Auf dem Opernplatz haben am Sonnabend nach Polizeiangaben ab 12.30 Uhr etwa 300 Teilnehmer für ein freies Internet und damit gegen die Reform des Urheberrechts durch das Europäische Parlament demonstriert, Motto: „Save the Internet“. Aufgerufen zur erneuten Demonstration hatte die Piratenpartei Hannover. Am 24.März waren noch rund 3200 Menschen mit Plakaten und Bannern durch Hannovers Innenstadt gezogen.

„Es ist wichtig, erneut auf die Straße zu gehen und der herrschenden Politik zu zeigen, was wir von der Entscheidung des EU-Parlaments halten, das freie Internet immer weiter zu beschränken," sagte Thomas Ganskow, der Vorsitzende der Piraten Hannover. Zeitgleich oder zeitnah am Sonnabend fanden ähnliche Demos für ein freies Internet in anderen deutschen Städten wie Kaiserslautern, Kiel, Karlsruhe, Hamburg, Berlin und München statt. Auch in schwedischen und polnischen Städten waren Menschen für ein freies Internet auf die Straße gegangen.

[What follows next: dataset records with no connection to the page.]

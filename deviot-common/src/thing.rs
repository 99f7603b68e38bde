//! Descriptive model of things: properties, actions and the thing itself.
//!
//! These are the shapes announced to the cloud in every registration
//! heartbeat. They carry no behavior; handlers live with the gateway.

use serde::{Deserialize, Serialize};
use serde_json::Value;

/// Value type of a property.
///
/// Serialized as its numeric tag (`0` int, `1` string, `2` bool, `3` color),
/// which is what the registration endpoint expects.
#[derive(Debug, Clone, Copy, PartialEq, Eq, Hash, Default, Serialize, Deserialize)]
#[serde(into = "u8", try_from = "u8")]
pub enum PropertyType {
    #[default]
    Int,
    String,
    Bool,
    /// Hex RGB string such as `"FF0000"`.
    Color,
}

impl PropertyType {
    /// All property types for iteration.
    pub const ALL: [PropertyType; 4] = [
        PropertyType::Int,
        PropertyType::String,
        PropertyType::Bool,
        PropertyType::Color,
    ];

    /// Zero value for this type.
    pub fn default_value(self) -> Value {
        match self {
            PropertyType::Int => Value::from(0),
            PropertyType::String => Value::from(""),
            PropertyType::Bool => Value::from(false),
            PropertyType::Color => Value::from("FFFFFF"),
        }
    }

    /// Whether `value` is acceptable for a property of this type.
    ///
    /// `null` is accepted for every type (value not yet known).
    pub fn accepts(self, value: &Value) -> bool {
        match (self, value) {
            (_, Value::Null) => true,
            (PropertyType::Int, Value::Number(n)) => n.is_i64() || n.is_u64(),
            (PropertyType::String, Value::String(_)) => true,
            (PropertyType::Bool, Value::Bool(_)) => true,
            (PropertyType::Color, Value::String(s)) => is_hex_color(s),
            _ => false,
        }
    }
}

fn is_hex_color(s: &str) -> bool {
    s.len() == 6 && s.chars().all(|c| c.is_ascii_hexdigit())
}

impl From<PropertyType> for u8 {
    fn from(kind: PropertyType) -> Self {
        match kind {
            PropertyType::Int => 0,
            PropertyType::String => 1,
            PropertyType::Bool => 2,
            PropertyType::Color => 3,
        }
    }
}

impl TryFrom<u8> for PropertyType {
    type Error = String;

    fn try_from(tag: u8) -> Result<Self, Self::Error> {
        match tag {
            0 => Ok(PropertyType::Int),
            1 => Ok(PropertyType::String),
            2 => Ok(PropertyType::Bool),
            3 => Ok(PropertyType::Color),
            other => Err(format!("unknown property type tag {}", other)),
        }
    }
}

impl std::fmt::Display for PropertyType {
    fn fmt(&self, f: &mut std::fmt::Formatter<'_>) -> std::fmt::Result {
        match self {
            PropertyType::Int => write!(f, "int"),
            PropertyType::String => write!(f, "string"),
            PropertyType::Bool => write!(f, "bool"),
            PropertyType::Color => write!(f, "color"),
        }
    }
}

/// A typed, optionally ranged value describing thing state or an action parameter.
#[derive(Debug, Clone, PartialEq, Serialize, Deserialize)]
pub struct Property {
    /// Unique within the owning thing or action.
    pub name: String,
    #[serde(rename = "type")]
    pub kind: PropertyType,
    pub value: Value,
    /// Optional bounds; interpretation depends on `kind` (e.g. `[0, 100]`).
    #[serde(default)]
    pub range: Option<Value>,
    #[serde(default)]
    pub unit: String,
    #[serde(default)]
    pub description: String,
}

impl Property {
    /// Create a property holding the zero value of its type.
    pub fn new(name: impl Into<String>, kind: PropertyType) -> Self {
        Self {
            name: name.into(),
            kind,
            value: kind.default_value(),
            range: None,
            unit: String::new(),
            description: String::new(),
        }
    }

    pub fn with_value(mut self, value: impl Into<Value>) -> Self {
        self.value = value.into();
        self
    }

    pub fn with_unit(mut self, unit: impl Into<String>) -> Self {
        self.unit = unit.into();
        self
    }

    pub fn with_range(mut self, range: impl Into<Value>) -> Self {
        self.range = Some(range.into());
        self
    }

    pub fn with_description(mut self, description: impl Into<String>) -> Self {
        self.description = description.into();
        self
    }
}

/// A bare name declares an int property.
impl From<&str> for Property {
    fn from(name: &str) -> Self {
        Property::new(name, PropertyType::Int)
    }
}

impl From<String> for Property {
    fn from(name: String) -> Self {
        Property::new(name, PropertyType::Int)
    }
}

/// A named operation a thing supports.
///
/// Parameter order is call-argument order.
#[derive(Debug, Clone, PartialEq, Serialize, Deserialize)]
pub struct Action {
    pub name: String,
    #[serde(default)]
    pub parameters: Vec<Property>,
    /// Append the raw `payload` field of the inbound message as a final argument.
    ///
    /// Local to the gateway; not part of the announced model.
    #[serde(skip)]
    pub need_payload: bool,
}

impl Action {
    pub fn new(name: impl Into<String>) -> Self {
        Self {
            name: name.into(),
            parameters: Vec::new(),
            need_payload: false,
        }
    }

    pub fn with_parameter(mut self, parameter: impl Into<Property>) -> Self {
        self.parameters.push(parameter.into());
        self
    }

    pub fn with_payload(mut self) -> Self {
        self.need_payload = true;
        self
    }

    /// Number of arguments a handler for this action receives.
    pub fn arity(&self) -> usize {
        self.parameters.len() + usize::from(self.need_payload)
    }
}

impl From<&str> for Action {
    fn from(name: &str) -> Self {
        Action::new(name)
    }
}

/// Descriptive model of a registered thing, as sent in the `sensors` array.
#[derive(Debug, Clone, PartialEq, Serialize, Deserialize)]
pub struct ThingModel {
    pub id: String,
    pub name: String,
    pub kind: String,
    #[serde(default)]
    pub properties: Vec<Property>,
    #[serde(default)]
    pub actions: Vec<Action>,
}

#[cfg(test)]
mod tests {
    use super::*;
    use serde_json::json;

    #[test]
    fn test_property_type_serializes_as_tag() {
        assert_eq!(serde_json::to_string(&PropertyType::Color).unwrap(), "3");
        let parsed: PropertyType = serde_json::from_str("2").unwrap();
        assert_eq!(parsed, PropertyType::Bool);
        assert!(serde_json::from_str::<PropertyType>("9").is_err());
    }

    #[test]
    fn test_default_values() {
        assert_eq!(PropertyType::Int.default_value(), json!(0));
        assert_eq!(PropertyType::String.default_value(), json!(""));
        assert_eq!(PropertyType::Bool.default_value(), json!(false));
        assert_eq!(PropertyType::Color.default_value(), json!("FFFFFF"));
    }

    #[test]
    fn test_accepts() {
        assert!(PropertyType::Int.accepts(&json!(42)));
        assert!(!PropertyType::Int.accepts(&json!(1.5)));
        assert!(PropertyType::Color.accepts(&json!("ff00aa")));
        assert!(!PropertyType::Color.accepts(&json!("red")));
        assert!(PropertyType::Bool.accepts(&Value::Null));
        assert!(!PropertyType::String.accepts(&json!(true)));
    }

    #[test]
    fn test_property_model_shape() {
        let prop = Property::new("temperature", PropertyType::Int)
            .with_value(21)
            .with_unit("C")
            .with_range(json!([-40, 125]));
        let value = serde_json::to_value(&prop).unwrap();
        assert_eq!(
            value,
            json!({
                "name": "temperature",
                "type": 0,
                "value": 21,
                "range": [-40, 125],
                "unit": "C",
                "description": ""
            })
        );
    }

    #[test]
    fn test_property_without_range_serializes_null() {
        let value = serde_json::to_value(Property::from("level")).unwrap();
        assert_eq!(value["range"], Value::Null);
        assert_eq!(value["value"], json!(0));
    }

    #[test]
    fn test_action_model_omits_need_payload() {
        let action = Action::new("setColor")
            .with_parameter(Property::new("color", PropertyType::Color))
            .with_payload();
        assert_eq!(action.arity(), 2);

        let value = serde_json::to_value(&action).unwrap();
        assert_eq!(value["name"], "setColor");
        assert_eq!(value["parameters"][0]["name"], "color");
        assert!(value.get("need_payload").is_none());
    }
}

Kritik an Artikel 13 und den Uploadfiltern

Zentraler Kritikpunkt der Demonstranten an der EU-Reform: Artikel 13 und die sogenannten Uploadfilter. Das ist eine Software, mit der Internet-Plattformen bereits beim Hochladen überprüfen können, ob Bilder, Videos oder Musik urheberrechtlich geschützt sind. Kritiker befürchten, dass die Filter auch legale Inhalte wie Parodien oder Zitate blockieren. Befürworter der neuen Gesetzgebung, dstellen klar, dass die Urheberrechtsreform die Rechte von Künstlern, Musikern und Journalisten stärkt. Auch Zeitungsverlage schließen sich dieser Meinung an.

Die Demonstranten in Hannover waren nach ihrer 30-minütigen Auftaktkundgebung auf dem Opernplatz durch die Innenstadt gezogen, darunter über den Ernst-August-Platz, die Kurt-Schumacher-Straße, Georgstraße und Karmarschstraße zurück zum Opernplatz mit anschließender Abschlusskundgebung.